# TASK BRIEF:
When you find the line with "any live pid." among the records below, reproduce it and each line after it exactly, ending with the line with "Record a freshly".

Segment Start: INFORMATION

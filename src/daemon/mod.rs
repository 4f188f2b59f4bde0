// Daemonization and single-instance lockfile

mod daemonize;
mod lockfile;

pub use daemonize::daemonize;
pub use lockfile::Lockfile;
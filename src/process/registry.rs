use crate::config::ProcessCommand;
use crate::process::pipes::OutputPipes;
use nix::unistd::Pid;
use std::collections::HashMap;

/// A registry entry: the declared command plus the output pipes that follow
/// it across restarts.
#[derive(Debug)]
pub struct SupervisedProcess {
    pub command: ProcessCommand,
    pub pipes: OutputPipes,
}

/// The id ↔ command ↔ pid relation for the whole fleet.
///
/// The pid maps hold only ids, never command references, so replacing a
/// command during a reload cannot dangle. The two pid maps are kept as
/// mutual inverses restricted to live pids.
#[derive(Debug, Default)]
pub struct ProcessRegistry {
    entries: HashMap<u64, SupervisedProcess>,
    id_pid: HashMap<u64, Pid>,
    pid_id: HashMap<Pid, u64>,
}

impl ProcessRegistry {
    pub fn new() -> Self {
        Self::default()
    }

    /// Insert or replace the entry for `id`. A replaced entry is dropped,
    /// which tears down its pipes and forwarding tasks.
    pub fn insert(&mut self, id: u64, entry: SupervisedProcess) {
        self.entries.insert(id, entry);
    }

    /// Remove the entry for `id` entirely. The caller must already have
    /// unbound any live pid.
    pub fn remove(&mut self, id: u64) -> Option<SupervisedProcess> {
        self.entries.remove(&id)
    }

    pub fn get(&self, id: u64) -> Option<&SupervisedProcess> {
        self.entries.get(&id)
    }

    pub fn get_mut(&mut self, id: u64) -> Option<&mut SupervisedProcess> {
        self.entries.get_mut(&id)
    }

    pub fn contains(&self, id: u64) -> bool {
        self.entries.contains_key(&id)
    }

    /// Record a freshly launched pid for `id`.
    pub fn bind(&mut self, id: u64, pid: Pid) {
        self.id_pid.insert(id, pid);
        self.pid_id.insert(pid, id);
    }

    /// Remove the mapping for a pid that has been reaped. Returns the id it
    /// belonged to, if it was ours.
    pub fn unbind_pid(&mut self, pid: Pid) -> Option<u64> {
        let id = self.pid_id.remove(&pid)?;
        self.id_pid.remove(&id);
        Some(id)
    }

    /// Remove the mapping for `id`. Returns the pid it was bound to.
    pub fn unbind(&mut self, id: u64) -> Option<Pid> {
        let pid = self.id_pid.remove(&id)?;
        self.pid_id.remove(&pid);
        Some(pid)
    }

    pub fn pid_of(&self, id: u64) -> Option<Pid> {
        self.id_pid.get(&id).copied()
    }

    pub fn is_live(&self, id: u64) -> bool {
        self.id_pid.contains_key(&id)
    }

    /// Ids with a live child, in ascending order for deterministic
    /// reconciliation.
    pub fn live_ids(&self) -> Vec<u64> {
        let mut ids: Vec<u64> = self.id_pid.keys().copied().collect();
        ids.sort_unstable();
        ids
    }

    pub fn live_count(&self) -> usize {
        self.id_pid.len()
    }
}

#[cfg(test)]
mod tests {
    use super::*;
    use crate::config::ConfigStore;

    fn entry(qualified_section: &str, id: u64) -> SupervisedProcess {
        let conf = format!(
            "[{}.{}]\ncommand = /bin/true\nrestart_delay = 1\n",
            qualified_section, id
        );
        let store = ConfigStore::parse(&conf).unwrap();
        SupervisedProcess {
            command: ProcessCommand::new(&store, qualified_section, id),
            pipes: OutputPipes::new(&format!("{}.{}", qualified_section, id)).unwrap(),
        }
    }

    #[tokio::test]
    async fn test_bind_and_unbind_are_inverses() {
        let mut registry = ProcessRegistry::new();
        registry.insert(1, entry("srv", 1));
        registry.insert(2, entry("srv", 2));

        registry.bind(1, Pid::from_raw(100));
        registry.bind(2, Pid::from_raw(200));

        assert_eq!(registry.pid_of(1), Some(Pid::from_raw(100)));
        assert_eq!(registry.live_ids(), vec![1, 2]);

        assert_eq!(registry.unbind_pid(Pid::from_raw(100)), Some(1));
        assert!(!registry.is_live(1));
        assert_eq!(registry.pid_of(1), None);

        assert_eq!(registry.unbind(2), Some(Pid::from_raw(200)));
        assert_eq!(registry.live_count(), 0);
    }

    #[tokio::test]
    async fn test_unbind_unknown_pid() {
        let mut registry = ProcessRegistry::new();
        assert_eq!(registry.unbind_pid(Pid::from_raw(31337)), None);
    }

    #[tokio::test]
    async fn test_replacing_entry_keeps_pid_binding() {
        let mut registry = ProcessRegistry::new();
        registry.insert(7, entry("srv", 7));
        registry.bind(7, Pid::from_raw(700));

        // A reload that replaces the command must not disturb the live pid
        registry.insert(7, entry("srv", 7));
        assert_eq!(registry.pid_of(7), Some(Pid::from_raw(700)));
        assert!(registry.contains(7));
    }
}
// Backgrounding for --daemonize

use crate::error::{MonitorError, Result};
use nix::libc;
use nix::unistd::setsid;

/// Detach the monitor from the terminal.
///
/// After this returns the process is a child of init with stdio reopened
/// on /dev/null, so children forked later inherit no terminal. Must run
/// before the runtime starts and before the syslog connection is opened.
pub fn daemonize() -> Result<()> {
    // daemon(3): fork into the background, start a new session, reopen
    // stdio on /dev/null
    if unsafe { libc::daemon(0, 0) } != 0 {
        return Err(MonitorError::Startup(format!(
            "Unable to background the monitor: {}",
            std::io::Error::last_os_error()
        )));
    }

    // Job-control stops have no meaning without a terminal
    unsafe {
        libc::signal(libc::SIGTSTP, libc::SIG_IGN);
        libc::signal(libc::SIGTTOU, libc::SIG_IGN);
        libc::signal(libc::SIGTTIN, libc::SIG_IGN);
    }

    // Unchecked: the only failure means we already lead a process group
    let _ = setsid();

    Ok(())
}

Segment End: INFORMATION

# YOUR SOLUTION:
    /// unbound any live pid.
    pub fn remove(&mut self, id: u64) -> Option<SupervisedProcess> {
        self.entries.remove(&id)
    }

    pub fn get(&self, id: u64) -> Option<&SupervisedProcess> {
        self.entries.get(&id)
    }

    pub fn get_mut(&mut self, id: u64) -> Option<&mut SupervisedProcess> {
        self.entries.get_mut(&id)
    }

    pub fn contains(&self, id: u64) -> bool {
        self.entries.contains_key(&id)
    }

    /// Record a freshly launched pid for `id`.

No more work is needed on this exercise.